I’ve learned to live with hope, even a bit of joy.

“Looking back now, I’d been feeling like crap for years. But I just thought, this is normal. This is what it means to be a grown-up, you’ve just got to keep going.”

But one morning, Michael (not his real name) couldn’t ‘keep going’. “I was about to drive off for work. I just sat there, looking at myself in the mirror, noticing the tears pouring down my face.”

My wife knew immediately that something was very, very wrong. Eventually, I went to see my doctor and I was diagnosed with depression.”

After a course of anti-depressants, Michael started thinking about counselling. “At the beginning, I wasn’t convinced that counselling was right for me.

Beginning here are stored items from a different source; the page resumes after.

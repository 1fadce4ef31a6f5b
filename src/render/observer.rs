//! # Observer Module
//!
//! The free-flying viewpoint. The terrain core only needs two things from
//! it: the grid cell it currently occupies (the traversal origin) and a
//! view transform for whoever renders the result.

use std::sync::Arc;

use cgmath::{EuclideanSpace, InnerSpace, Matrix, Matrix4, Point3, Rad, Vector3, Vector4};

use crate::graph::{ChunkGraph, ChunkNode};

/// World position plus yaw and pitch.
pub struct Observer {
    position: Point3<f32>,
    yaw: f32,
    pitch: f32,
}

impl Observer {
    pub fn new(position: Point3<f32>) -> Self {
        Self {
            position,
            yaw: 0.0,
            pitch: 0.0,
        }
    }

    pub fn position(&self) -> Point3<f32> {
        self.position
    }

    pub fn set_position(&mut self, position: Point3<f32>) {
        self.position = position;
    }

    pub fn translate(&mut self, delta: Vector3<f32>) {
        self.position += delta;
    }

    pub fn yaw(&self) -> f32 {
        self.yaw
    }

    pub fn set_yaw(&mut self, yaw: f32) {
        self.yaw = yaw;
    }

    pub fn pitch(&self) -> f32 {
        self.pitch
    }

    pub fn set_pitch(&mut self, pitch: f32) {
        self.pitch = pitch;
    }

    /// Unit vector the observer is looking along. Yaw zero faces -Z.
    pub fn forward(&self) -> Vector3<f32> {
        Vector3::new(
            -self.yaw.sin() * self.pitch.cos(),
            self.pitch.sin(),
            -self.yaw.cos() * self.pitch.cos(),
        )
    }

    /// View transform: yaw about the world Y axis, pitch about the yawed X
    /// axis, then translation.
    pub fn view_matrix(&self) -> Matrix4<f32> {
        let yaw_rotation = Matrix4::from_angle_y(Rad(-self.yaw));
        let x_axis = yaw_rotation.transpose() * Vector4::new(1.0, 0.0, 0.0, 1.0);
        let view = yaw_rotation
            * Matrix4::from_axis_angle(
                Vector3::new(x_axis.x, x_axis.y, x_axis.z).normalize(),
                Rad(-self.pitch),
            );
        view * Matrix4::from_translation(-self.position.to_vec())
    }

    /// Grid coordinates of the chunk the observer currently stands in.
    /// Each cell `(gx, gz)` covers world x in `[gx*N - N/2, gx*N + N/2)`.
    pub fn grid_coords(&self, chunk_edge: i32) -> (i64, i64) {
        let n = chunk_edge as f32;
        (
            (self.position.x / n + 0.5).floor() as i64,
            (self.position.z / n + 0.5).floor() as i64,
        )
    }

    /// Resolves the observer's node in `graph`, creating it if needed.
    pub fn current_node(&self, graph: &Arc<ChunkGraph>) -> Arc<ChunkNode> {
        let (gx, gz) = self.grid_coords(graph.chunk_edge());
        graph.get_or_create(gx, gz)
    }
}

#[cfg(test)]
mod tests {
    use super::*;

    #[test]
    fn grid_coords_map_cell_extents_correctly() {
        let mut observer = Observer::new(Point3::new(0.0, 0.0, 0.0));
        assert_eq!(observer.grid_coords(16), (0, 0));

        // The cell for gx = 0 spans [-8, 8).
        observer.set_position(Point3::new(7.9, 0.0, -8.0));
        assert_eq!(observer.grid_coords(16), (0, 0));

        observer.set_position(Point3::new(8.0, 0.0, 0.0));
        assert_eq!(observer.grid_coords(16), (1, 0));

        observer.set_position(Point3::new(-8.1, 0.0, 24.0));
        assert_eq!(observer.grid_coords(16), (-1, 2));
    }

    #[test]
    fn forward_faces_negative_z_at_rest() {
        let observer = Observer::new(Point3::new(0.0, 0.0, 0.0));
        let forward = observer.forward();
        assert!((forward.x).abs() < 1e-6);
        assert!((forward.y).abs() < 1e-6);
        assert!((forward.z + 1.0).abs() < 1e-6);
    }

    #[test]
    fn view_matrix_translates_the_eye_to_the_origin() {
        let observer = Observer::new(Point3::new(3.0, 4.0, 5.0));
        let eye = observer.view_matrix() * Vector4::new(3.0, 4.0, 5.0, 1.0);
        assert!(eye.x.abs() < 1e-5 && eye.y.abs() < 1e-5 && eye.z.abs() < 1e-5);
    }
}
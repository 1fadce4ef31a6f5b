//! Binary entry point for the headless terrain flight.
//!
//! ```bash
//! RUST_LOG=info cargo run --release [config.json]
//! ```

fn main() {
    voxel_terrain::run();
}
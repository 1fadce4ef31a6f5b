//! # Visibility Module
//!
//! Breadth-limited traversal of the chunk lattice around the observer.
//! Starting at the observer's node, the walk follows lateral neighbors
//! depth-first, pruning any branch whose accumulated offset leaves the
//! visibility radius and never revisiting a node already collected. The
//! lattice is 4-regular and cyclic, so the visited set is what makes the
//! walk terminate.
//!
//! The traversal doubles as the demand signal for generation: every node
//! it reaches gets a background build requested opportunistically.

use std::collections::HashSet;
use std::sync::Arc;

use cgmath::{InnerSpace, Vector3};

use super::builder::ChunkBuilder;
use super::node::{ChunkNode, Direction};

/// Enumerates nodes within a fixed radius of a traversal origin.
pub struct VisibilitySelector {
    radius: f32,
}

impl VisibilitySelector {
    pub fn new(radius: f32) -> Self {
        Self { radius }
    }

    pub fn radius(&self) -> f32 {
        self.radius
    }

    /// Walks outward from `origin`, returning every reachable node paired
    /// with its accumulated world-space offset from the true origin.
    ///
    /// The result is finite, duplicate-free, and deterministic for a given
    /// graph. Each visited node gets a build requested through `builder`;
    /// nodes created by those builds only show up on a later call, which is
    /// the expected snapshot behavior.
    pub fn find_reachable(
        &self,
        origin: &Arc<ChunkNode>,
        origin_offset: Vector3<f32>,
        builder: &ChunkBuilder,
    ) -> Vec<(Arc<ChunkNode>, Vector3<f32>)> {
        let mut visited = HashSet::new();
        let mut reachable = Vec::new();
        self.visit(origin, origin_offset, builder, &mut visited, &mut reachable);
        reachable
    }

    fn visit(
        &self,
        node: &Arc<ChunkNode>,
        offset: Vector3<f32>,
        builder: &ChunkBuilder,
        visited: &mut HashSet<(i64, i64)>,
        reachable: &mut Vec<(Arc<ChunkNode>, Vector3<f32>)>,
    ) {
        if visited.contains(&node.key()) {
            return;
        }
        if offset.magnitude() > self.radius {
            return;
        }
        visited.insert(node.key());
        reachable.push((Arc::clone(node), offset));

        builder.start_build(node);

        let edge = node.chunk_edge() as f32;
        for direction in Direction::all() {
            self.visit(
                &node.neighbor(direction),
                offset + direction.world_offset(edge),
                builder,
                visited,
                reachable,
            );
        }
    }
}

#[cfg(test)]
mod tests {
    use super::*;
    use crate::graph::ChunkGraph;
    use crate::terrain::{GenerationMethod, TerrainGenerator, TerrainParams};
    use cgmath::Zero;

    fn empty_graph(edge: i32) -> Arc<ChunkGraph> {
        ChunkGraph::new(
            edge,
            TerrainGenerator::new(0, GenerationMethod::Empty, TerrainParams::default()),
        )
    }

    #[test]
    fn traversal_terminates_with_a_radius_bounded_result() {
        let graph = empty_graph(16);
        let builder = ChunkBuilder::new();
        let selector = VisibilitySelector::new(40.0);

        let reachable =
            selector.find_reachable(&graph.get_or_create(0, 0), Vector3::zero(), &builder);

        // Offsets are multiples of 16 with magnitude <= 40: the origin,
        // four at 16, four at 32, four diagonals at ~22.6 and eight at
        // ~35.8 make 21 nodes.
        assert_eq!(reachable.len(), 21);

        for (_, offset) in &reachable {
            assert!(offset.magnitude() <= 40.0);
        }

        builder.join_all();
    }

    #[test]
    fn no_node_appears_twice() {
        let graph = empty_graph(16);
        let builder = ChunkBuilder::new();
        let selector = VisibilitySelector::new(50.0);

        let reachable =
            selector.find_reachable(&graph.get_or_create(0, 0), Vector3::zero(), &builder);

        let mut keys = HashSet::new();
        for (node, _) in &reachable {
            assert!(keys.insert(node.key()), "duplicate node {:?}", node.key());
        }

        builder.join_all();
    }

    #[test]
    fn traversal_requests_a_build_for_every_reached_node() {
        let graph = empty_graph(16);
        let builder = ChunkBuilder::new();
        let selector = VisibilitySelector::new(40.0);

        let reachable =
            selector.find_reachable(&graph.get_or_create(0, 0), Vector3::zero(), &builder);

        assert_eq!(builder.builds_started(), reachable.len());
        builder.join_all();
    }

    #[test]
    fn zero_radius_still_includes_the_origin() {
        let graph = empty_graph(16);
        let builder = ChunkBuilder::new();
        let selector = VisibilitySelector::new(0.0);

        let reachable =
            selector.find_reachable(&graph.get_or_create(0, 0), Vector3::zero(), &builder);

        assert_eq!(reachable.len(), 1);
        assert_eq!(reachable[0].0.key(), (0, 0));
        builder.join_all();
    }
}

I was brought up in a family that believed in keeping your emotions in check.

“It felt a bit awkward at first, talking to a stranger. But she seemed genuinely interested. I found it difficult at first to express how I was feeling, searching for the right words. But my counsellor never rushed me or put words into my mouth.

“Together we explored my thinking too. I started to look more objectively at the ‘inner voice’ that was telling me I was useless. Over time, I developed a different attitude to myself.

“I wouldn’t say counselling’s a miracle cure. I still have days when I feel low. But at these times, I’m no longer hard on myself. I’ll put some time aside for me, to do something that makes me feel better. You could say that by understanding myself a whole lot better, I’ve learned to live with hope and even a bit of joy. And that feels good.”